Sin embargo, al igual que los niños pueden salir del almacén en cuanto es suficientemente grande la unidad monetaria que cae sobre ellos, los electrones saltan fuera de la superficie en cuanto la frecuencia de la luz con que se les ilumina —la unidad de energía— es lo suficientemente alta. Además, de la misma manera que el adulto que tiene billetes de un dólar aumenta la cantidad total de dinero que cae aumentando el número de billetes que echa, la intensidad total de un rayo de luz de una frecuencia determinada se aumenta cuando se hace mayor el número de fotones que contiene. Y, lo mismo que una mayor cantidad de dólares hace que sean más los niños que pueden salir, también una cantidad mayor de fotones hace que sean más los electrones que reciben un golpe y saltan fuera de la superficie.
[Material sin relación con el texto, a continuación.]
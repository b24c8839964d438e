// Shared cpal plumbing for the demos: an `AudioSink` that mixes scheduled
// sources into the default output device, and a 16kHz mono microphone.
// Model audio arrives at 24kHz; chunks are resampled to the device rate with
// rubato before they reach the mixer.

#![allow(dead_code)]

use audioadapter::direct::SequentialSliceOfVecs;
use cpal::traits::{DeviceTrait, HostTrait, StreamTrait};
use cpal::{SampleFormat, SampleRate, StreamConfig, SupportedStreamConfig};
use polaris::audio::{AudioBuffer, AudioSink, SourceId};
use rubato::{Fft as FftResampler, FixedSync, Indexing, Resampler};
use std::collections::HashMap;
use std::sync::{Arc, Mutex as StdMutex};
use tracing::{debug, error, info, warn};

const RESAMPLER_CHUNK_FRAMES: usize = 1024;
const RESAMPLER_SUB_CHUNKS: usize = 2;

struct ScheduledSource {
    id: SourceId,
    start_frame: u64,
    samples: Vec<f32>,
}

#[derive(Default)]
struct Mixer {
    frames_played: u64,
    next_id: u64,
    sources: Vec<ScheduledSource>,
    finished: Vec<SourceId>,
}

/// Mono FFT resampler from one source rate to the device rate.
struct ChunkResampler {
    resampler: FftResampler<f32>,
    from_rate: u32,
    to_rate: u32,
    output_buffer: Vec<Vec<f32>>,
}

impl ChunkResampler {
    fn new(from_rate: u32, to_rate: u32) -> anyhow::Result<Self> {
        let resampler = FftResampler::<f32>::new(
            from_rate as usize,
            to_rate as usize,
            RESAMPLER_CHUNK_FRAMES,
            RESAMPLER_SUB_CHUNKS,
            1,
            FixedSync::Input,
        )
        .map_err(|e| anyhow::anyhow!("Failed to create playback resampler: {}", e))?;
        let max_out = resampler.output_frames_max().max(1);
        info!(
            "[CpalSink] Playback resampler {} Hz -> {} Hz initialized.",
            from_rate, to_rate
        );
        Ok(Self {
            resampler,
            from_rate,
            to_rate,
            output_buffer: vec![vec![0.0f32; max_out]],
        })
    }

    /// Resamples one self-contained chunk. The resampler's delay is trimmed
    /// and the result is cut to the chunk's duration at the device rate, so
    /// consecutive chunks stay back to back on the timeline.
    fn resample(&mut self, input: &[f32]) -> anyhow::Result<Vec<f32>> {
        self.resampler.reset();
        let expected =
            (input.len() as u64 * self.to_rate as u64).div_ceil(self.from_rate as u64) as usize;
        let delay = self.resampler.output_delay();
        let mut output = Vec::with_capacity(expected + delay);
        let mut consumed = 0;

        while output.len() < expected + delay {
            let needed = self.resampler.input_frames_next();
            let take = input.len().saturating_sub(consumed).min(needed);
            let mut block = vec![vec![0.0f32; needed]];
            block[0][..take].copy_from_slice(&input[consumed..consumed + take]);
            consumed += take;

            let out_frames = self.resampler.output_frames_next().max(1);
            self.output_buffer[0].resize(out_frames, 0.0);

            let input_adapter = SequentialSliceOfVecs::new(&block, 1, needed)
                .map_err(|e| anyhow::anyhow!("Resampler input adapter: {}", e))?;
            let mut output_adapter =
                SequentialSliceOfVecs::new_mut(&mut self.output_buffer, 1, out_frames)
                    .map_err(|e| anyhow::anyhow!("Resampler output adapter: {}", e))?;
            // Past the end of the chunk the resampler is fed silence to drain its delay.
            let indexing = Indexing {
                input_offset: 0,
                output_offset: 0,
                partial_len: Some(take),
                active_channels_mask: None,
            };
            let (_read, written) = self
                .resampler
                .process_into_buffer(&input_adapter, &mut output_adapter, Some(&indexing))
                .map_err(|e| anyhow::anyhow!("Playback resampling error: {}", e))?;
            if written == 0 {
                break;
            }
            output.extend_from_slice(&self.output_buffer[0][..written]);
        }

        Ok(output.into_iter().skip(delay).take(expected).collect())
    }
}

/// Output device clocked by the frames it has rendered.
pub struct CpalSink {
    mixer: Arc<StdMutex<Mixer>>,
    device_rate: u32,
    resamplers: HashMap<u32, ChunkResampler>,
}

impl CpalSink {
    /// Sources the device has finished since the last call.
    pub fn take_finished(&self) -> Vec<SourceId> {
        match self.mixer.lock() {
            Ok(mut mixer) => std::mem::take(&mut mixer.finished),
            Err(_) => Vec::new(),
        }
    }

    fn to_device_rate(&mut self, buffer: AudioBuffer) -> anyhow::Result<Vec<f32>> {
        let samples = buffer.channels.into_iter().next().unwrap_or_default();
        if buffer.sample_rate == self.device_rate || samples.is_empty() {
            return Ok(samples);
        }
        let resampler = match self.resamplers.entry(buffer.sample_rate) {
            std::collections::hash_map::Entry::Occupied(entry) => entry.into_mut(),
            std::collections::hash_map::Entry::Vacant(entry) => {
                entry.insert(ChunkResampler::new(buffer.sample_rate, self.device_rate)?)
            }
        };
        resampler.resample(&samples)
    }
}

impl AudioSink for CpalSink {
    fn current_time(&self) -> f64 {
        let frames = self.mixer.lock().map(|m| m.frames_played).unwrap_or(0);
        frames as f64 / self.device_rate as f64
    }

    fn start(&mut self, buffer: AudioBuffer, at: f64) -> SourceId {
        let samples = match self.to_device_rate(buffer) {
            Ok(samples) => samples,
            Err(e) => {
                error!("[CpalSink] Dropping chunk: {}", e);
                Vec::new()
            }
        };
        let Ok(mut mixer) = self.mixer.lock() else {
            return SourceId(0);
        };
        mixer.next_id += 1;
        let id = SourceId(mixer.next_id);
        let start_frame = ((at * self.device_rate as f64).max(0.0) as u64).max(mixer.frames_played);
        debug!("[CpalSink] {:?}: {} samples at frame {}.", id, samples.len(), start_frame);
        mixer.sources.push(ScheduledSource {
            id,
            start_frame,
            samples,
        });
        id
    }

    fn stop(&mut self, id: SourceId) {
        if let Ok(mut mixer) = self.mixer.lock() {
            mixer.sources.retain(|s| s.id != id);
        }
    }
}

fn find_config(
    configs: impl Iterator<Item = cpal::SupportedStreamConfigRange>,
    sample_rate: u32,
) -> Option<SupportedStreamConfig> {
    let mut candidates: Vec<_> = configs
        .filter(|c| c.sample_format() == SampleFormat::F32)
        .filter(|c| c.min_sample_rate().0 <= sample_rate && sample_rate <= c.max_sample_rate().0)
        .collect();
    candidates.sort_by_key(|c| c.channels());
    candidates
        .into_iter()
        .next()
        .map(|c| c.with_sample_rate(SampleRate(sample_rate)))
}

/// Opens the default output device, preferably at `preferred_rate`.
pub fn open_output(preferred_rate: u32) -> anyhow::Result<(cpal::Stream, CpalSink)> {
    let device = cpal::default_host()
        .default_output_device()
        .ok_or_else(|| anyhow::anyhow!("No output device"))?;
    info!("[AudioOutput] Using output: {}", device.name()?);

    let supported = match find_config(device.supported_output_configs()?, preferred_rate) {
        Some(config) => config,
        None => {
            warn!(
                "[AudioOutput] {}Hz f32 not supported; using the device default.",
                preferred_rate
            );
            let config = device.default_output_config()?;
            if config.sample_format() != SampleFormat::F32 {
                anyhow::bail!("Output device has no f32 config");
            }
            config
        }
    };
    let config: StreamConfig = supported.into();
    let device_rate = config.sample_rate.0;
    let channels = config.channels as usize;
    info!("[AudioOutput] Output: {} Hz, {} ch.", device_rate, channels);

    let mixer = Arc::new(StdMutex::new(Mixer::default()));
    let render_mixer = mixer.clone();
    let stream = device.build_output_stream(
        &config,
        move |data: &mut [f32], _: &cpal::OutputCallbackInfo| {
            let Ok(mut mixer) = render_mixer.lock() else {
                data.fill(0.0);
                return;
            };
            let Mixer {
                frames_played,
                sources,
                finished,
                ..
            } = &mut *mixer;
            for (offset, frame) in data.chunks_mut(channels).enumerate() {
                let clock = *frames_played + offset as u64;
                let mut value = 0.0;
                for source in sources.iter() {
                    if clock < source.start_frame {
                        continue;
                    }
                    let index = (clock - source.start_frame) as usize;
                    if let Some(sample) = source.samples.get(index) {
                        value += sample;
                    }
                }
                frame.fill(value.clamp(-1.0, 1.0));
            }
            *frames_played += (data.len() / channels.max(1)) as u64;
            let now = *frames_played;
            sources.retain(|s| {
                let done = now >= s.start_frame + s.samples.len() as u64;
                if done {
                    finished.push(s.id);
                }
                !done
            });
        },
        |err| error!("[AudioOutput] CPAL error: {}", err),
        None,
    )?;
    stream.play()?;
    Ok((
        stream,
        CpalSink {
            mixer,
            device_rate,
            resamplers: HashMap::new(),
        },
    ))
}

/// Opens the default microphone at exactly `sample_rate`, downmixed to mono.
/// Every callback's samples are handed to `on_frame`.
pub fn open_mono_input(
    sample_rate: u32,
    on_frame: impl FnMut(Vec<f32>) + Send + 'static,
) -> anyhow::Result<cpal::Stream> {
    let device = cpal::default_host()
        .default_input_device()
        .ok_or_else(|| anyhow::anyhow!("No input device"))?;
    info!("[AudioInput] Using input: {}", device.name()?);

    let supported = find_config(device.supported_input_configs()?, sample_rate)
        .ok_or_else(|| anyhow::anyhow!("Input device cannot capture {}Hz f32", sample_rate))?;
    let config: StreamConfig = supported.into();
    let channels = config.channels as usize;
    info!("[AudioInput] Input: {} Hz, {} ch.", config.sample_rate.0, channels);

    let mut on_frame = on_frame;
    let stream = device.build_input_stream(
        &config,
        move |data: &[f32], _: &cpal::InputCallbackInfo| {
            if data.is_empty() {
                return;
            }
            let mono = data
                .chunks(channels)
                .map(|frame| frame.iter().sum::<f32>() / frame.len() as f32)
                .collect();
            on_frame(mono);
        },
        |err| error!("[AudioInput] CPAL error: {}", err),
        None,
    )?;
    stream.play()?;
    Ok(stream)
}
Pero hay que tener en cuenta que la energía sobrante que tiene cada uno de esos electrones cuando ya se ha liberado de la superficie depende únicamente de la energía del fotón que lo ha golpeado —y ésta viene determinada por la frecuencia del rayo de luz, no por su intensidad total—. Del mismo modo que los niños salen del sótano con 15 centavos que les han sobrado, independientemente de cuántos billetes de 1 dólar les hayan echado, cada electrón abandona la superficie con la misma energía —y por lo tanto la misma velocidad— independientemente de la intensidad total de la luz de choque. Si la cantidad total de dinero es mayor, esto significa sencillamente que son más los niños que pueden irse; si la energía total del rayo de luz es mayor, lo que esto quiere decir es que hay más electrones que se liberan. Si queremos que los niños se vayan del sótano con más dinero, debemos hacer que sea mayor la unidad monetaria que se les echa; si queremos que los electrones salgan de la superficie a mayor velocidad, debemos aumentar la frecuencia del rayo de luz que choca contra la superficie —es decir, hemos de aumentar la unidad de energía que llevan los fotones con los que iluminamos la superficie del metal—.